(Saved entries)
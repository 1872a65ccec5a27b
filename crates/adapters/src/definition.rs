// SPDX-License-Identifier: BUSL-1.1
// Copyright (c) 2026 Alfred Jean LLC

//! Sources of pipeline definitions.

use flow_core::{NodeDef, NodeTree, TreeError};
use parking_lot::RwLock;
use std::collections::HashMap;
use std::path::{Path, PathBuf};
use std::sync::Arc;
use thiserror::Error;

/// Errors from loading a flow's node tree
#[derive(Debug, Error)]
pub enum DefinitionError {
    #[error("flow not found: {0}")]
    FlowNotFound(String),
    #[error("failed to read {path}: {source}")]
    Io {
        path: PathBuf,
        #[source]
        source: std::io::Error,
    },
    #[error("failed to parse {path}: {message}")]
    Parse { path: PathBuf, message: String },
    #[error("invalid flow definition: {0}")]
    Invalid(#[from] TreeError),
}

/// Resolves a flow name to its immutable node tree.
pub trait DefinitionSource: Send + Sync + 'static {
    fn load_tree(&self, flow: &str) -> Result<NodeTree, DefinitionError>;
}

/// Flow trees registered in memory, for embedding and tests.
#[derive(Clone, Default)]
pub struct MemoryDefinitions {
    trees: Arc<RwLock<HashMap<String, NodeTree>>>,
}

impl MemoryDefinitions {
    pub fn new() -> Self {
        Self::default()
    }

    /// Validate and register a definition, replacing any flow of the same name.
    pub fn insert(&self, def: &NodeDef) -> Result<(), TreeError> {
        let tree = NodeTree::build(def)?;
        self.insert_tree(tree);
        Ok(())
    }

    pub fn insert_tree(&self, tree: NodeTree) {
        self.trees.write().insert(tree.flow().to_string(), tree);
    }

    pub fn remove(&self, flow: &str) -> bool {
        self.trees.write().remove(flow).is_some()
    }
}

impl DefinitionSource for MemoryDefinitions {
    fn load_tree(&self, flow: &str) -> Result<NodeTree, DefinitionError> {
        let trees = self.trees.read();
        trees.get(flow).cloned().ok_or_else(|| DefinitionError::FlowNotFound(flow.into()))
    }
}

/// Flow files on disk: one `<flow>.toml` per flow in a directory.
///
/// ```toml
/// allow_failure = false
///
/// [env]
/// RUST_LOG = "info"
///
/// [[step]]
/// name = "build"
/// script = "cargo build"
///
/// [[step]]
/// name = "test"
/// timeout_secs = 600
///
///   [[step.step]]
///   name = "unit"
///   script = "cargo test"
/// ```
///
/// The file is re-read on every load, so edits apply to the next job.
#[derive(Clone, Debug)]
pub struct TomlDefinitions {
    dir: PathBuf,
}

impl TomlDefinitions {
    pub fn new(dir: impl Into<PathBuf>) -> Self {
        Self { dir: dir.into() }
    }

    pub fn dir(&self) -> &Path {
        &self.dir
    }

    fn flow_file(&self, flow: &str) -> Option<PathBuf> {
        let valid = !flow.is_empty()
            && !flow.starts_with('.')
            && !flow.contains(flow_core::PATH_SEPARATOR)
            && !flow.contains('\\');
        valid.then(|| self.dir.join(format!("{flow}.toml")))
    }
}

impl DefinitionSource for TomlDefinitions {
    fn load_tree(&self, flow: &str) -> Result<NodeTree, DefinitionError> {
        let path = self.flow_file(flow).ok_or_else(|| DefinitionError::FlowNotFound(flow.into()))?;
        let content = match std::fs::read_to_string(&path) {
            Ok(content) => content,
            Err(e) if e.kind() == std::io::ErrorKind::NotFound => {
                return Err(DefinitionError::FlowNotFound(flow.into()));
            }
            Err(source) => return Err(DefinitionError::Io { path, source }),
        };

        let mut def: NodeDef = toml::from_str(&content)
            .map_err(|e| DefinitionError::Parse { path: path.clone(), message: e.to_string() })?;
        if def.name.is_empty() {
            def.name = flow.to_string();
        } else if def.name != flow {
            return Err(DefinitionError::Parse {
                path,
                message: format!("file declares flow {:?}, expected {:?}", def.name, flow),
            });
        }

        let tree = NodeTree::build(&def)?;
        tracing::debug!(flow, nodes = tree.len(), "loaded flow definition");
        Ok(tree)
    }
}

#[cfg(test)]
#[path = "definition_tests.rs"]
mod tests;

• **YOUR INSTRUCTIONS**: Go through the data and return each line where the word "write" appears.

• **RESULT FOR THIS EXERCISE**:
        self.trees.write().insert(tree.flow().to_string(), tree);
        self.trees.write().remove(flow).is_some()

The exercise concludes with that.